Van Gogh’un arayışını bulduğu resimlerdir bunlar. Gördüklerini ve hissettiklerini yani bir dokumacının somut çalışma koşullarını ve yaptığı işe yabancılaşmasını modern bir sanatsal dil ile anlatır. Resimlerde dokumacılar, neredeyse aynı malzemeden yapılmış, aynı kabalıkta yontulmuş üretim aracına, tezgâhın bir uzantısına dönüşür. Halbuki dokumacı tahtadan yontulmamış, kanlı canlı bir insandır.

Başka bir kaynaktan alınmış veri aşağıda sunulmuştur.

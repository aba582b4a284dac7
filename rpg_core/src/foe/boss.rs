//! Boss - Enemy with phases, mana and cooldown-gated abilities

use crate::data::{BossAbility, BossDef, BossPhase};
use crate::foe::Enemy;
use std::collections::BTreeMap;
use tracing::info;

/// Fixed boss mana pool
pub const BOSS_MAX_MP: i32 = 100;

#[derive(Debug, Clone, PartialEq)]
pub struct Boss {
    pub enemy: Enemy,
    pub description: String,
    pub special_abilities: Vec<BossAbility>,
    pub phases: Vec<BossPhase>,
    /// Index of the active phase; `None` before the first transition
    pub current_phase: Option<usize>,
    pub mp: i32,
    pub max_mp: i32,
    /// Turns left before an ability can be used again
    pub cooldowns: BTreeMap<String, u32>,
}

/// A phase the boss just entered
#[derive(Debug, Clone, PartialEq)]
pub struct PhaseChange {
    pub index: usize,
    pub description: String,
    pub attack: i32,
    pub defense: i32,
}

impl Boss {
    pub fn from_def(def: &BossDef) -> Boss {
        Boss {
            enemy: Enemy::from_def(&def.base),
            description: def.description.clone(),
            special_abilities: def.special_abilities.clone(),
            phases: def.phases.clone(),
            current_phase: None,
            mp: BOSS_MAX_MP,
            max_mp: BOSS_MAX_MP,
            cooldowns: BTreeMap::new(),
        }
    }

    pub fn phase(&self) -> Option<&BossPhase> {
        self.current_phase.and_then(|idx| self.phases.get(idx))
    }

    /// Enter the first later phase whose threshold the boss has fallen to.
    ///
    /// Multipliers apply to the current attack and defense, so successive
    /// phases compound. At most one phase is entered per check.
    pub fn check_phase_transition(&mut self) -> Option<PhaseChange> {
        let fraction = self.enemy.hp_fraction();
        let next = self.phases.iter().enumerate().find(|(idx, phase)| {
            fraction <= phase.hp_threshold && self.current_phase.map_or(true, |cur| *idx > cur)
        });
        let (idx, phase) = next?;

        self.enemy.attack = (self.enemy.attack as f64 * phase.attack_multiplier) as i32;
        self.enemy.defense = (self.enemy.defense as f64 * phase.defense_multiplier) as i32;
        let change = PhaseChange {
            index: idx,
            description: phase.description.clone(),
            attack: self.enemy.attack,
            defense: self.enemy.defense,
        };
        self.current_phase = Some(idx);
        info!(boss = %self.enemy.name, phase = idx, attack = change.attack, defense = change.defense, "boss phase change");
        Some(change)
    }

    /// Count every cooldown down by one turn
    pub fn tick_cooldowns(&mut self) {
        for turns in self.cooldowns.values_mut() {
            *turns = turns.saturating_sub(1);
        }
    }

    /// Abilities usable right now: off cooldown, affordable, and allowed by the phase
    pub fn available_abilities(&self) -> Vec<&BossAbility> {
        let unlocked = self
            .phase()
            .map(|p| p.special_abilities_unlocked.as_slice())
            .unwrap_or(&[]);
        self.special_abilities
            .iter()
            .filter(|a| self.cooldowns.get(&a.name).copied().unwrap_or(0) == 0)
            .filter(|a| self.mp >= a.mp_cost)
            .filter(|a| unlocked.is_empty() || unlocked.contains(&a.name))
            .collect()
    }

    /// Pay for an ability and start its cooldown
    pub fn spend_ability(&mut self, ability: &BossAbility) {
        self.mp -= ability.mp_cost;
        self.cooldowns.insert(ability.name.clone(), ability.cooldown);
    }
}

Ve insan olan dokumacının duygusu resimdeki figürden ziyade resmin bütünü ile bize geçer. Van Gogh’un bir seri olarak ürettiği dokumacıların neredeyse hepsinde tek bir figür vardır. Tezgâh başında bir dokumacı. Ancak, tıpkı tek bir dokumacının değil tüm dokumacıların gerçekliğinin aynı olması gibi, bu resimlerdeki figürler de kendi öznelliklerine doğru özelleşmez tersine bir gerçekliğe doğru genelleşirler. Belki de bugünün dokumacılarına kadar çoğalırlar.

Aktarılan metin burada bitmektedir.